Another option is to string-join the sequences via a unique character, then do a straightforward string diff. The XSLT function tan:diff() is efficient and results in high quality. You would then need to do some post-processing on the results to get your integer pairs. But presumably you're getting those integer pairs not as an end in itself but as a means to some other task, and the output of tan:diff() may get you there quicker. You might also be able to skip what I presume is a preprocess of turning two strings into two sequences of tokenized strings. tan:diff() is written in XSLT, not XQuery, but you should be able to use fn:transform(). Code: https://textalign.net/ Background: https://www.balisage.net/Proceedings/vol26/html/Kalvesmaki01/BalisageVol26-K... Best wishes, Joel On 2026-02-12 07:21, Graydon Saunders via BaseX-Talk wrote:
Thank you! I can foresee some brain stretching in my future.
And yes, just two sequences of text, and what should be very similar text. (I'm trying to write tests for a conversion process.)
-- Graydon
On Thu, Feb 12, 2026, at 07:12, David Birnbaum wrote:
With just two sequences you can use Needleman-Wunsch. It’s a dynamic programming algorithm that provides an optimal alignment (good thing, although there may be more than one optimal alignment), but it doesn’t scale well (not good thing). I describe an XSLT 3.0 implementation in my 2020 XMLPrague paper at
https://archive.xmlprague.cz/2020/files/xmlprague-2020-proceedings.pdf
Your question doesn’t clarify whether you’re looking for index numbers in the alignment (where a word in one input might be matched by a gap in the other) or in the inputs (where aligned words share a position in the alignment but may have different positions in the inputs). For either of those interpretations, though, a solution will begin by finding an alignment.

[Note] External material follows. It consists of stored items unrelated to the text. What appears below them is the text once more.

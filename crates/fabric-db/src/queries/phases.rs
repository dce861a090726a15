//! Database query functions for `phase_executions`: the idempotency
//! ledger the Workflow Engine Adapter consults before applying or
//! compensating a phase's effect on an asset.
//!
//! Activity contract: applying a phase to an asset is idempotent given
//! `(run_id, phase_index, asset_id)`, enforced by a unique constraint
//! rather than by the caller remembering what it already did.

use anyhow::{Context, Result};
use sqlx::PgPool;
use uuid::Uuid;

/// Record that a phase applied to an asset. Returns `false` if this
/// `(run_id, phase_index, asset_id)` was already recorded, so a retried
/// activity can detect it already ran and skip re-applying.
pub async fn record_application(
    pool: &PgPool,
    run_id: Uuid,
    phase_index: i32,
    asset_id: &str,
) -> Result<bool> {
    let result = sqlx::query(
        "INSERT INTO phase_executions (run_id, phase_index, asset_id) \
         VALUES ($1, $2, $3) \
         ON CONFLICT (run_id, phase_index, asset_id) DO NOTHING",
    )
    .bind(run_id)
    .bind(phase_index)
    .bind(asset_id)
    .execute(pool)
    .await
    .context("failed to record phase application")?;

    Ok(result.rows_affected() == 1)
}

/// Record that a phase's effect on an asset was compensated (rolled back).
pub async fn record_compensation(
    pool: &PgPool,
    run_id: Uuid,
    phase_index: i32,
    asset_id: &str,
) -> Result<()> {
    sqlx::query(
        "UPDATE phase_executions SET compensated_at = now() \
         WHERE run_id = $1 AND phase_index = $2 AND asset_id = $3",
    )
    .bind(run_id)
    .bind(phase_index)
    .bind(asset_id)
    .execute(pool)
    .await
    .context("failed to record compensation")?;
    Ok(())
}

/// Asset ids a phase has applied to and not yet compensated -- the
/// rollback driver's worklist when a later phase fails.
pub async fn uncompensated_assets(
    pool: &PgPool,
    run_id: Uuid,
    phase_index: i32,
) -> Result<Vec<String>> {
    let rows: Vec<(String,)> = sqlx::query_as(
        "SELECT asset_id FROM phase_executions \
         WHERE run_id = $1 AND phase_index = $2 AND compensated_at IS NULL \
         ORDER BY asset_id",
    )
    .bind(run_id)
    .bind(phase_index)
    .fetch_all(pool)
    .await
    .context("failed to list uncompensated assets for phase")?;

    Ok(rows.into_iter().map(|(id,)| id).collect())
}

/// All phase indexes (descending) that a run has touched, for driving a
/// full rollback from the highest completed phase back to zero.
pub async fn touched_phase_indexes(pool: &PgPool, run_id: Uuid) -> Result<Vec<i32>> {
    let rows: Vec<(i32,)> = sqlx::query_as(
        "SELECT DISTINCT phase_index FROM phase_executions \
         WHERE run_id = $1 ORDER BY phase_index DESC",
    )
    .bind(run_id)
    .fetch_all(pool)
    .await
    .context("failed to list touched phase indexes")?;

    Ok(rows.into_iter().map(|(i,)| i).collect())
}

David J. Birnbaum djbpitt@gmail.com
On Feb 11, 2026, at 9:41 PM, Graydon Saunders <graydonish@fastmail.com> wrote:
Hello!
If I have two (fairly long) sequences of text, ('The', 'words', 'are', 'sequence', 'members') and I want all the index numbers of matching pairs despite the sequences only mostly matching (so a word, or several words, can be missing from sequence A or sequence B), is there an established algorithm for doing this?
(If I search on "aligning sequences" I get bioinformatics about gene sequences; if I search on "aligning text" I get typography.)